As you can see from this guidance from Marcel Levi and colleagues, they have outlined a diagnostic approach and therapeutic approach. At our institution we manage these patients, particularly those in the ICU, by measuring D-dimer, PT and platelet count every 3 days. We will also monitor fibrinogen in those patients on anticoagulation. We found this helpful not only to monitor for severity of disease, but also to potentially screen or scan patients for VTE. Hugo, any similar strategies at your institution with regard to managing these patients and their coagulopathy?

Dr ten Cate: I fully agree with this kind of monitoring strategy and I think all of us applied it to the same extent.

I was thinking about the situation of desaturation...that you also mentioned somewhere in the nice Blood paper that you published...as a trigger point for looking carefully into the possibility that an acute VTE may complicate a COVID infection.

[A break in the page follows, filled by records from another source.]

use decrypto_bot::HeuristicKind;
use decrypto_core::belief::NO_COMPRESSION;
use serde::{Deserialize, Serialize};
use std::collections::HashSet;
use std::fs::File;
use std::io::BufReader;
use std::path::{Path, PathBuf};
use thiserror::Error;
use tracing::Level;

const DEFAULT_CLUE_POOL: usize = 3;
const DEFAULT_DIMENSION: usize = 16;
const DEFAULT_TEMPERATURE: f64 = 0.2;
const DEFAULT_LATENCY_BUDGET_MS: u64 = 50;
const RUN_ID_ALLOWED: &str = "abcdefghijklmnopqrstuvwxyzABCDEFGHIJKLMNOPQRSTUVWXYZ0123456789._-";

/// Root benchmark configuration loaded from YAML.
#[derive(Debug, Clone, Deserialize, PartialEq)]
pub struct BenchmarkConfig {
    pub run_id: String,
    pub game: GameConfig,
    pub vocabulary: VocabularyConfig,
    pub guessers: Vec<GuesserEntry>,
    pub outputs: OutputsConfig,
    #[serde(default)]
    pub metrics: MetricsConfig,
    #[serde(default)]
    pub logging: LoggingConfig,
}

impl BenchmarkConfig {
    /// Load configuration from a YAML file on disk.
    pub fn from_path(path: impl AsRef<Path>) -> Result<Self, ConfigError> {
        let path = path.as_ref();
        let path_buf = path.to_path_buf();
        let file = File::open(path).map_err(|source| ConfigError::Read {
            source,
            path: path_buf.clone(),
        })?;
        let reader = BufReader::new(file);
        let mut cfg: BenchmarkConfig =
            serde_yaml::from_reader(reader).map_err(|source| ConfigError::Parse {
                source,
                path: path_buf.clone(),
            })?;
        cfg.validate().map_err(|source| ConfigError::Invalid {
            path: path_buf,
            source,
        })?;
        Ok(cfg)
    }

    /// Validate the configuration without performing I/O.
    pub fn validate(&mut self) -> Result<(), ValidationError> {
        validate_run_id(&self.run_id)?;
        self.game.validate()?;
        self.vocabulary.validate(&self.game)?;
        self.outputs.validate(&self.run_id)?;
        validate_guessers(&self.guessers)?;
        self.metrics.validate(&self.guessers)?;
        self.logging.normalize();
        Ok(())
    }

    /// Resolve output templates (e.g., `{run_id}` placeholders) into concrete paths.
    pub fn resolved_outputs(&self) -> ResolvedOutputs {
        ResolvedOutputs {
            jsonl: resolve_template(&self.run_id, &self.outputs.jsonl),
            summary_md: resolve_template(&self.run_id, &self.outputs.summary_md),
        }
    }
}

/// How the simulated clue-giver picks a clue word for a keyword.
#[derive(Debug, Clone, Copy, Deserialize, Serialize, PartialEq, Eq)]
#[serde(rename_all = "snake_case")]
pub enum ClueStyle {
    /// The clue is the keyword itself.
    Literal,
    /// The clue is drawn from the keyword's nearest non-keyword neighbours.
    Associative,
}

/// Game shape shared by every simulated round.
#[derive(Debug, Clone, Deserialize, PartialEq)]
pub struct GameConfig {
    pub seed: Option<u64>,
    pub rounds: usize,
    pub keywords: usize,
    pub code_length: usize,
    pub clue_style: ClueStyle,
    #[serde(default = "default_clue_pool")]
    pub clue_pool: usize,
    /// Guessers start without the keywords and learn them from reveals.
    #[serde(default)]
    pub intercept: bool,
}

impl GameConfig {
    fn validate(&self) -> Result<(), ValidationError> {
        if self.rounds == 0 {
            return Err(invalid(
                "game.rounds",
                "number of rounds must be greater than zero",
            ));
        }
        if self.keywords == 0 {
            return Err(invalid("game.keywords", "at least one keyword is required"));
        }
        if self.code_length == 0 || self.code_length > self.keywords {
            return Err(invalid(
                "game.code_length",
                format!("code length must be between 1 and {}", self.keywords),
            ));
        }
        if self.clue_pool == 0 {
            return Err(invalid("game.clue_pool", "clue pool must be at least 1"));
        }
        Ok(())
    }
}

fn default_clue_pool() -> usize {
    DEFAULT_CLUE_POOL
}

/// Word universe: either listed inline or generated as `w0000`, `w0001`, ...
#[derive(Debug, Clone, Deserialize, PartialEq)]
pub struct VocabularyConfig {
    #[serde(default)]
    pub words: Vec<String>,
    #[serde(default)]
    pub size: Option<usize>,
    #[serde(default = "default_dimension")]
    pub dimension: usize,
}

impl VocabularyConfig {
    fn validate(&self, game: &GameConfig) -> Result<(), ValidationError> {
        if !self.words.is_empty() && self.size.is_some() {
            return Err(invalid(
                "vocabulary",
                "specify either vocabulary.words or vocabulary.size, not both",
            ));
        }
        let mut seen = HashSet::new();
        for word in &self.words {
            if word.trim().is_empty() {
                return Err(invalid("vocabulary.words", "words must not be empty"));
            }
            if !seen.insert(word.as_str()) {
                return Err(invalid(
                    "vocabulary.words",
                    format!("word '{word}' listed more than once"),
                ));
            }
        }

        let required = match game.clue_style {
            ClueStyle::Literal => game.keywords,
            ClueStyle::Associative => game.keywords + game.clue_pool,
        };
        let available = self.len();
        if available < required {
            return Err(invalid(
                "vocabulary",
                format!("{available} words cannot cover {required} keywords and clues"),
            ));
        }

        if self.dimension == 0 {
            return Err(invalid(
                "vocabulary.dimension",
                "embedding dimension must be greater than zero",
            ));
        }
        Ok(())
    }

    pub fn len(&self) -> usize {
        self.size.unwrap_or(self.words.len())
    }

    pub fn is_empty(&self) -> bool {
        self.len() == 0
    }

    /// The configured words, generating placeholder names when only a size is given.
    pub fn resolve_words(&self) -> Vec<String> {
        match self.size {
            Some(size) => (0..size).map(|index| format!("w{index:04}")).collect(),
            None => self.words.clone(),
        }
    }
}

fn default_dimension() -> usize {
    DEFAULT_DIMENSION
}

#[derive(Debug, Clone, Copy, Deserialize, Serialize, PartialEq, Eq)]
#[serde(rename_all = "snake_case")]
pub enum GuesserKindConfig {
    ExactMatch,
    Similarity,
}

/// Definition of one competing guesser.
#[derive(Debug, Clone, Deserialize, PartialEq)]
pub struct GuesserEntry {
    pub name: String,
    pub kind: GuesserKindConfig,
    #[serde(default = "default_temperature")]
    pub temperature: f64,
    #[serde(default = "default_compression_threshold")]
    pub compression_threshold: f64,
}

impl GuesserEntry {
    pub fn heuristic_kind(&self) -> HeuristicKind {
        match self.kind {
            GuesserKindConfig::ExactMatch => HeuristicKind::ExactMatch,
            GuesserKindConfig::Similarity => HeuristicKind::Similarity {
                temperature: self.temperature,
            },
        }
    }
}

fn default_temperature() -> f64 {
    DEFAULT_TEMPERATURE
}

fn default_compression_threshold() -> f64 {
    NO_COMPRESSION
}

/// Output artifact configuration.
#[derive(Debug, Clone, Deserialize, PartialEq)]
pub struct OutputsConfig {
    pub jsonl: String,
    pub summary_md: String,
}

impl OutputsConfig {
    fn validate(&self, run_id: &str) -> Result<(), ValidationError> {
        for (label, value) in [
            ("outputs.jsonl", &self.jsonl),
            ("outputs.summary_md", &self.summary_md),
        ] {
            if value.trim().is_empty() {
                return Err(invalid(label, "path must not be empty"));
            }

            let resolved = resolve_template(run_id, value);
            if resolved.components().count() == 0 {
                return Err(invalid(label, "resolved path is invalid"));
            }
        }
        Ok(())
    }
}

/// Metrics configuration block.
#[derive(Debug, Clone, Deserialize, PartialEq)]
pub struct MetricsConfig {
    #[serde(default)]
    pub baseline: Option<String>,
    #[serde(default = "default_latency_budget_ms")]
    pub latency_budget_ms: u64,
}

impl Default for MetricsConfig {
    fn default() -> Self {
        Self {
            baseline: None,
            latency_budget_ms: DEFAULT_LATENCY_BUDGET_MS,
        }
    }
}

impl MetricsConfig {
    fn validate(&self, guessers: &[GuesserEntry]) -> Result<(), ValidationError> {
        let Some(baseline) = self.baseline.as_ref() else {
            return Err(invalid(
                "metrics.baseline",
                "baseline guesser must be specified",
            ));
        };

        if !guessers.iter().any(|g| &g.name == baseline) {
            return Err(invalid(
                "metrics.baseline",
                format!("baseline guesser '{baseline}' is not defined in guessers list"),
            ));
        }

        if self.latency_budget_ms == 0 {
            return Err(invalid(
                "metrics.latency_budget_ms",
                "latency budget must be greater than zero",
            ));
        }

        Ok(())
    }
}

fn default_latency_budget_ms() -> u64 {
    DEFAULT_LATENCY_BUDGET_MS
}

/// Logging configuration defaults to disabled structured logs.
#[derive(Debug, Clone, Deserialize, PartialEq)]
pub struct LoggingConfig {
    #[serde(default)]
    pub enable_structured: bool,
    #[serde(default = "default_tracing_level")]
    pub tracing_level: String,
    #[serde(default)]
    pub guess_details: bool,
}

impl Default for LoggingConfig {
    fn default() -> Self {
        Self {
            enable_structured: false,
            tracing_level: default_tracing_level(),
            guess_details: false,
        }
    }
}

impl LoggingConfig {
    fn normalize(&mut self) {
        if self.tracing_level.trim().is_empty() {
            self.tracing_level = default_tracing_level();
        }
    }

    pub fn level(&self) -> Option<Level> {
        match self.tracing_level.to_ascii_lowercase().as_str() {
            "trace" => Some(Level::TRACE),
            "debug" => Some(Level::DEBUG),
            "info" => Some(Level::INFO),
            "warn" | "warning" => Some(Level::WARN),
            "error" => Some(Level::ERROR),
            _ => None,
        }
    }
}

fn default_tracing_level() -> String {
    "info".to_string()
}

fn validate_run_id(run_id: &str) -> Result<(), ValidationError> {
    if run_id.trim().is_empty() {
        return Err(invalid("run_id", "run_id must not be empty"));
    }

    if !run_id.chars().all(|c| RUN_ID_ALLOWED.contains(c)) {
        return Err(invalid(
            "run_id",
            "run_id may only contain alphanumeric characters, '.', '_' or '-'",
        ));
    }

    Ok(())
}

fn validate_guessers(guessers: &[GuesserEntry]) -> Result<(), ValidationError> {
    if guessers.is_empty() {
        return Err(invalid("guessers", "at least one guesser must be specified"));
    }

    let mut seen = HashSet::new();
    for guesser in guessers {
        if guesser.name.trim().is_empty() {
            return Err(invalid("guessers.name", "guesser name must not be empty"));
        }

        if !guesser.name.chars().all(|c| RUN_ID_ALLOWED.contains(c)) {
            return Err(invalid(
                format!("guessers[{}].name", guesser.name),
                "guesser name contains invalid characters",
            ));
        }

        if !seen.insert(guesser.name.as_str()) {
            return Err(invalid(
                "guessers",
                format!("guesser name '{}' defined more than once", guesser.name),
            ));
        }

        if !(guesser.temperature.is_finite() && guesser.temperature > 0.0) {
            return Err(invalid(
                format!("guessers[{}].temperature", guesser.name),
                "temperature must be a positive number",
            ));
        }

        if !(guesser.compression_threshold > 0.0 && guesser.compression_threshold <= 1.0) {
            return Err(invalid(
                format!("guessers[{}].compression_threshold", guesser.name),
                "compression threshold must lie in (0, 1]",
            ));
        }
    }

    Ok(())
}

fn invalid(field: impl Into<String>, message: impl Into<String>) -> ValidationError {
    ValidationError::InvalidField {
        field: field.into(),
        message: message.into(),
    }
}

fn resolve_template(run_id: &str, template: &str) -> PathBuf {
    let replaced = template.replace("{run_id}", run_id);
    PathBuf::from(replaced)
}

/// Fully resolved output paths.
#[derive(Debug, Clone, PartialEq, Eq)]
pub struct ResolvedOutputs {
    pub jsonl: PathBuf,
    pub summary_md: PathBuf,
}

impl ResolvedOutputs {
    /// Directory holding the summary and telemetry artifacts.
    pub fn artifact_dir(&self) -> PathBuf {
        self.summary_md
            .parent()
            .filter(|dir| !dir.as_os_str().is_empty())
            .map(Path::to_path_buf)
            .unwrap_or_else(|| PathBuf::from("."))
    }
}

/// Errors surfaced when loading configuration files.
#[derive(Debug, Error)]
pub enum ConfigError {
    #[error("failed to read config {path:?}: {source}")]
    Read {
        #[source]
        source: std::io::Error,
        path: PathBuf,
    },
    #[error("failed to parse config {path:?}: {source}")]
    Parse {
        #[source]
        source: serde_yaml::Error,
        path: PathBuf,
    },
    #[error("invalid configuration in {path:?}: {source}")]
    Invalid {
        path: PathBuf,
        source: ValidationError,
    },
}

/// Validation failures captured with contextual metadata.
#[derive(Debug, Error)]
pub enum ValidationError {
    #[error("{field}: {message}")]
    InvalidField { field: String, message: String },
}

In addition to a rise in changes D-dimers, also such subtle changes, in oxygen saturation for instance, turned out to be helpful triggers for thromboembolism. We did a small study with CT scan in patients admitted to the ward in which that was used as a trigger and we found in 30% of those venous thromboembolic events. We have to carefully consider these different biomarkers for their value and learn how to interpret it to manage our patients in time, when possible.

Dr Connors: Yes, Hugo. You bring up an excellent point about in how difficult it can be to identify macro-vascular thrombosis, pulmonary emboli, or even deep vein thrombosis. We need to have a heightened awareness that these can occur either due to clinical findings that change, such as oxygenation or tachycardia, right heart strains seen on echocardiogram.

I know some institutions use a D-dimer threshold to guide a dose of prophylactic anticoagulation, we felt it's important to make decisions based on clinical status outside of these coagulation tests. So, there are a wide variety of ways in which to approach these patients, and that is because we really have no data about how to manage these patients. It's very important that everybody who is involved in the care of these patients try to engage in randomized clinical trials of anticoagulation so that we can actually get the answer to what dose of anticoagulation is sufficient to prevent thrombosis, particularly in those that are critically ill in the ICU.

That brings us now to our summary and closing remarks. COVID-19 really results in multiple hits that result in the thrombotic pathology. It really hearkens back to the Virchow's triad. Although a lot of press is focused on thrombosis and arterial thrombosis, we're seeing also this micro-vascular thrombosis which we can only appreciate on autopsy. These multiple hits involve the marked elevation in pro-coagulant proteins that destructed and destroyed anti-thrombotic protection afforded by vascular endothelial cells that we demonstrated in a variety, in both diagrams and autopsy findings in our presentation today. We observed stasis due to the inflammatory infiltrates and the small capillaries of both the alveoli and other organs. ICU patients appear to be at higher risk because they are simply more infected. They have more inflammatory response and many of them are paralyzed and mechanically intubated leading to stasis. So, we have both macrovascular events and microvascular events occurring in these patients. Monitoring them is important as it can help shape care and determine the direction the patient is going. The coagulation tests can actually give you an indication of the severity of disease in any particular patient.

Hugo, I would like to thank you for joining me in this discussion today. I would like to thank the audience for listening and thank Medscape for inviting us. Thank you, Hugo.

Dr ten Cate: Thank you, Jean.

This is a verbatim transcript and has not been copyedited.